Novel 3D Gel Dosimetry to Support High Fidelity MR-Guided Radiotherapy Delivery
Du D, Quinn B, Penev K, Kim J, Cunningham J, Miller J, and Glide-Hurst C. Novel 3D Gel Dosimetry to Support High Fidelity MR-Guided Radiotherapy Delivery. J Med Phys 2019; 46(6):e310-e311.
J Med Phys
Purpose: To facilitate high precision MR-guided radiotherapy (MRgRT) with complex, modulated plans, a high resolution 3D dosimetry option is desirable. This work describes our initial experience using a novel 3D gel dosimeter for complex MR-linac treatment planning QA. Methods: A novel, radiochromic gel dosimeter was prepared in a transparent vessel (15 cm diameter, 12 cm effective length) and immobilized for reproducible setup. 0.35T MRI (TrueFISP, TE/TR = 1.6 ms/3.8 ms) and CT scans were obtained. Using a Monte Carlo algorithm, dose to the MRI dataset was calculated using registered CT values for electron density in two complex patient plans (single isocenter multitarget (SIMT) with 5 metastatic lesions (0.1- 0.7 cc, 18 Gy/lesion) and hypofractionated prostate (36.25 Gy in 5 fx) with integrated boost (46 Gy) to a 3.6 cc dominant intraprostatic lesion (DIL)). Gel dosimeters were localized with 0.35T MR-imaging, and treatment plans were delivered. Optical gel readout was performed using a Vista 16 conebeam optical CT scanner. Resultant 3D scans were registered to planned doses using cross-correlation, and dose was calibrated using voxels in the high-dose region. 3D gamma analysis (2%/2 mm, 30% threshold) and relative dose differences were assessed.

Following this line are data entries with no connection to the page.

use clap::Parser;

use account_service::cli::{Cli, Command};

#[tokio::main]
async fn main() -> anyhow::Result<()> {
    let cli = Cli::parse();

    match cli.command {
        Command::Serve => account_service::cli::serve::run().await,
    }
}
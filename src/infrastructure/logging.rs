use tracing_subscriber::{
    fmt::{self, format::FmtSpan},
    layer::SubscriberExt,
    util::SubscriberInitExt,
    EnvFilter,
};

use crate::config::{LogFormat, LoggingConfig};

pub fn init_logging(config: &LoggingConfig) {
    let filter =
        EnvFilter::try_from_default_env().unwrap_or_else(|_| EnvFilter::new(&config.level));

    match config.format {
        LogFormat::Json => {
            tracing_subscriber::registry()
                .with(filter)
                .with(fmt::layer().json().with_span_events(FmtSpan::CLOSE))
                .init();
        }
        LogFormat::Pretty => {
            tracing_subscriber::registry()
                .with(filter)
                .with(
                    fmt::layer()
                        .pretty()
                        .with_target(true)
                        .with_span_events(FmtSpan::CLOSE),
                )
                .init();
        }
    }

    tracing::info!("Logging initialized with level: {}", config.level);
}
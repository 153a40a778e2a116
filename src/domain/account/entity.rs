//! Account entity and its client-facing projection

use chrono::{DateTime, Utc};
use serde::{Deserialize, Serialize};
use uuid::Uuid;

/// A persisted user account, keyed logically by email
#[derive(Debug, Clone, Serialize)]
pub struct Account {
    /// System-generated identifier, immutable after creation
    id: String,
    name: String,
    /// Unique across all live accounts
    email: String,
    /// Exactly 10 digits, stored as text
    mobile_number: String,
    age: u8,
    /// Argon2 PHC string - never exposed in serialization
    #[serde(skip_serializing)]
    password_hash: String,
    created_at: DateTime<Utc>,
    updated_at: DateTime<Utc>,
}

impl Account {
    /// Create a new account with a fresh UUID
    pub fn new(
        name: impl Into<String>,
        email: impl Into<String>,
        mobile_number: impl Into<String>,
        age: u8,
        password_hash: impl Into<String>,
    ) -> Self {
        let now = Utc::now();

        Self {
            id: Uuid::new_v4().to_string(),
            name: name.into(),
            email: email.into(),
            mobile_number: mobile_number.into(),
            age,
            password_hash: password_hash.into(),
            created_at: now,
            updated_at: now,
        }
    }

    /// Rebuild an account from stored fields
    pub(crate) fn from_parts(
        id: String,
        name: String,
        email: String,
        mobile_number: String,
        age: u8,
        password_hash: String,
        created_at: DateTime<Utc>,
        updated_at: DateTime<Utc>,
    ) -> Self {
        Self {
            id,
            name,
            email,
            mobile_number,
            age,
            password_hash,
            created_at,
            updated_at,
        }
    }

    pub fn id(&self) -> &str {
        &self.id
    }

    pub fn name(&self) -> &str {
        &self.name
    }

    pub fn email(&self) -> &str {
        &self.email
    }

    pub fn mobile_number(&self) -> &str {
        &self.mobile_number
    }

    pub fn age(&self) -> u8 {
        self.age
    }

    pub fn password_hash(&self) -> &str {
        &self.password_hash
    }

    pub fn created_at(&self) -> DateTime<Utc> {
        self.created_at
    }

    pub fn updated_at(&self) -> DateTime<Utc> {
        self.updated_at
    }

    /// Replace the password hash; the only field mutable after creation
    pub fn set_password_hash(&mut self, password_hash: impl Into<String>) {
        self.password_hash = password_hash.into();
        self.updated_at = Utc::now();
    }
}

/// Password-free projection of an account returned to clients
#[derive(Debug, Clone, PartialEq, Eq, Serialize, Deserialize)]
pub struct AccountView {
    pub id: String,
    pub name: String,
    pub email: String,
    pub mobile_number: String,
    pub age: u8,
}

impl From<&Account> for AccountView {
    fn from(account: &Account) -> Self {
        Self {
            id: account.id.clone(),
            name: account.name.clone(),
            email: account.email.clone(),
            mobile_number: account.mobile_number.clone(),
            age: account.age,
        }
    }
}

#[cfg(test)]
mod tests {
    use super::*;

    fn test_account() -> Account {
        Account::new("Jane Doe", "jane@example.com", "9876543210", 30, "hashed")
    }

    #[test]
    fn test_account_creation() {
        let account = test_account();

        assert!(!account.id().is_empty());
        assert_eq!(account.name(), "Jane Doe");
        assert_eq!(account.email(), "jane@example.com");
        assert_eq!(account.mobile_number(), "9876543210");
        assert_eq!(account.age(), 30);
        assert_eq!(account.password_hash(), "hashed");
    }

    #[test]
    fn test_ids_are_unique() {
        assert_ne!(test_account().id(), test_account().id());
    }

    #[test]
    fn test_set_password_hash_touches_updated_at() {
        let mut account = test_account();
        let id = account.id().to_string();
        let original_updated = account.updated_at();

        std::thread::sleep(std::time::Duration::from_millis(10));

        account.set_password_hash("new_hash");
        assert_eq!(account.password_hash(), "new_hash");
        assert!(account.updated_at() > original_updated);
        // id never changes
        assert_eq!(account.id(), id);
    }

    #[test]
    fn test_serialization_excludes_password_hash() {
        let account = test_account();

        let json = serde_json::to_string(&account).unwrap();
        assert!(!json.contains("password_hash"));
        assert!(!json.contains("hashed"));
    }

    #[test]
    fn test_view_excludes_password() {
        let account = test_account();
        let view = AccountView::from(&account);

        assert_eq!(view.id, account.id());
        assert_eq!(view.name, "Jane Doe");
        assert_eq!(view.age, 30);

        let json = serde_json::to_string(&view).unwrap();
        assert!(!json.contains("password"));
    }
}
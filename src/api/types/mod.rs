//! Shared API types

pub mod error;
pub mod json;

pub use error::{ApiError, ApiErrorDetail, ApiErrorResponse, ApiErrorType};
pub use json::Json;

Results: 3D gel dosimeters were MRvisible, enabling accurate MR-guidance for setup (shifts <1 mm). Overall, 3D gamma for the DIL plan was 95.2% with excellent dose profile agreement across the DIL volume. Using a single registration for all 5 lesions of the SIMT plan, the overall 3D gamma was 86.9% (range: 77.5%-97.9%). With local registrations, 3D gamma of the two individual lesions farthest from isocenter improved from 77.5% and 80.6% to 92.7% and 96.9%, respectively. Conclusion: High-resolution 3D dosimetric verification using an MR-visible radiochromic gel is promising to support high precision MRgRT for complex plans using a single volumetric readout. Further benchmarking against other dosimetric methods and validation of additional off-axis plans are warranted.